One solution is $m=0$ and $r=0$. The existence of one solution is all we need to show the base case is true. As it happens, it is the only possible solution, but that is not required here.
The inductive step requires us to show that $P(n++)$ is true. That is, there exist natural numbers $m'$, $r'$ for
$$n++ = m'q + r'$$
where $0 \leq r < q'$.
Let's start with the inductive hypothesis.
$$n = mq + r$$
Incrementing both sides,
$$\begin{align} n++ &= (mq + r)++ \\ \\ &= mq + (r++) \\ \\ &= m'q + r' \end{align}$$
The simplest case is where $m'=m$ and $r'=r++$, as long as $r' < q$, that is $r++ < q$.

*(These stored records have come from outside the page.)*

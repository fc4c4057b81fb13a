/*!
Reverse-DNS display names.

Lookups are best effort and independently failable per node: a timeout or a
missing PTR record for one address never aborts the run, the node just keeps
its raw identifier as display name. The `--no-lookup` mode swaps in
`StaticResolver`, which answers every query with the identifier itself.
*/

use std::collections::BTreeMap;
use std::net::{IpAddr, Ipv4Addr};

use async_trait::async_trait;
use hickory_resolver::TokioAsyncResolver;
use hickory_resolver::error::ResolveError;
use serde::Serialize;
use thiserror::Error;
use tracing::debug;

use crate::lsdb::db::Lsdb;
use crate::lsdb::lsa::RouterId;
use crate::topology::graph::{NodeKind, network_node_id, router_node_id};

#[derive(Debug, Error)]
pub enum LookupError {
    #[error("'{0}' is not an IPv4 address")]
    NotAnIpv4(String),
    #[error("no PTR record")]
    NoPtrRecord,
    #[error(transparent)]
    Resolve(#[from] ResolveError),
}

/// Name resolution capability for topology nodes.
#[async_trait]
pub trait Resolve: Send + Sync {
    async fn resolve(&self, id: &RouterId) -> Result<String, LookupError>;
}

/// PTR lookups through the system resolver configuration.
pub struct DnsResolver {
    resolver: TokioAsyncResolver,
}

impl DnsResolver {
    pub fn from_system_conf() -> Result<Self, ResolveError> {
        Ok(Self {
            resolver: TokioAsyncResolver::tokio_from_system_conf()?,
        })
    }
}

#[async_trait]
impl Resolve for DnsResolver {
    async fn resolve(&self, id: &RouterId) -> Result<String, LookupError> {
        let addr: Ipv4Addr = id
            .as_str()
            .parse()
            .map_err(|_| LookupError::NotAnIpv4(id.to_string()))?;
        let response = self.resolver.reverse_lookup(IpAddr::V4(addr)).await?;
        let name = response.iter().next().ok_or(LookupError::NoPtrRecord)?;
        Ok(name.to_utf8().trim_end_matches('.').to_string())
    }
}

/// Lookup-disabled mode: every node keeps its raw identifier.
pub struct StaticResolver;

#[async_trait]
impl Resolve for StaticResolver {
    async fn resolve(&self, id: &RouterId) -> Result<String, LookupError> {
        Ok(id.to_string())
    }
}

#[derive(Debug, Clone, PartialEq, Eq, Serialize)]
pub struct ArpaEntry {
    #[serde(rename = "type")]
    pub kind: NodeKind,
    pub hostname: String,
}

/// Resolve a display name for every router and network node, keyed by the
/// namespaced node id used in `graph_info`.
pub async fn arpa_info(lsdb: &Lsdb, resolver: &dyn Resolve) -> BTreeMap<String, ArpaEntry> {
    let mut table = BTreeMap::new();
    for lsa in lsdb.routers() {
        table.insert(
            router_node_id(&lsa.id),
            ArpaEntry {
                kind: NodeKind::Router,
                hostname: resolve_or_fallback(resolver, &lsa.id).await,
            },
        );
    }
    for lsa in lsdb.networks() {
        table.insert(
            network_node_id(&lsa.id),
            ArpaEntry {
                kind: NodeKind::Network,
                hostname: resolve_or_fallback(resolver, &lsa.id).await,
            },
        );
    }
    table
}

async fn resolve_or_fallback(resolver: &dyn Resolve, id: &RouterId) -> String {
    match resolver.resolve(id).await {
        Ok(hostname) => hostname,
        Err(err) => {
            debug!(%id, %err, "reverse lookup failed, keeping identifier");
            id.to_string()
        }
    }
}

#[cfg(test)]
mod tests {
    use super::*;
    use crate::lsdb::db::build_from_lines;

    struct FailingResolver;

    #[async_trait]
    impl Resolve for FailingResolver {
        async fn resolve(&self, id: &RouterId) -> Result<String, LookupError> {
            Err(LookupError::NotAnIpv4(id.to_string()))
        }
    }

    struct SuffixResolver;

    #[async_trait]
    impl Resolve for SuffixResolver {
        async fn resolve(&self, id: &RouterId) -> Result<String, LookupError> {
            Ok(format!("{id}.example.net"))
        }
    }

    #[tokio::test]
    async fn test_static_resolver_answers_with_the_identifier() {
        let id = RouterId::from("10.0.0.1");
        assert_eq!(StaticResolver.resolve(&id).await.unwrap(), "10.0.0.1");
    }

    #[tokio::test]
    async fn test_arpa_table_covers_both_namespaces() {
        let dump = include_str!("../test_data/lsadump_current.txt");
        let (lsdb, _) = build_from_lines(dump.lines()).unwrap();

        let table = arpa_info(&lsdb, &SuffixResolver).await;
        assert_eq!(table.len(), 4);
        assert_eq!(
            table["rtr:10.0.0.1"],
            ArpaEntry {
                kind: NodeKind::Router,
                hostname: "10.0.0.1.example.net".to_string(),
            }
        );
        assert_eq!(table["net:192.168.0.3"].kind, NodeKind::Network);
    }

    #[tokio::test]
    async fn test_lookup_failure_falls_back_per_node() {
        let dump = include_str!("../test_data/lsadump_current.txt");
        let (lsdb, _) = build_from_lines(dump.lines()).unwrap();

        let table = arpa_info(&lsdb, &FailingResolver).await;
        assert_eq!(table["rtr:10.0.0.2"].hostname, "10.0.0.2");
        assert_eq!(table["net:192.168.0.3"].hostname, "192.168.0.3");
    }
}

However, since $r < q$ means $r++ \leq q$ by Proposition 2.2.12, it is possible that $r++ = q$. In this case, using the distributivity of multiplication Proposition 2.3.4,
$$\begin{align} n++ &= mq + q \\ \\ &= (m+1)q + 0\\ \\ &= m'q + r' \end{align}$$
where $m'=m+1$ and $q=0$.
We have shown that $m'$ and $r'$ can always exist for $n++ = m'q + r'$, where $0 \leq r' < q$. This completes the induction step.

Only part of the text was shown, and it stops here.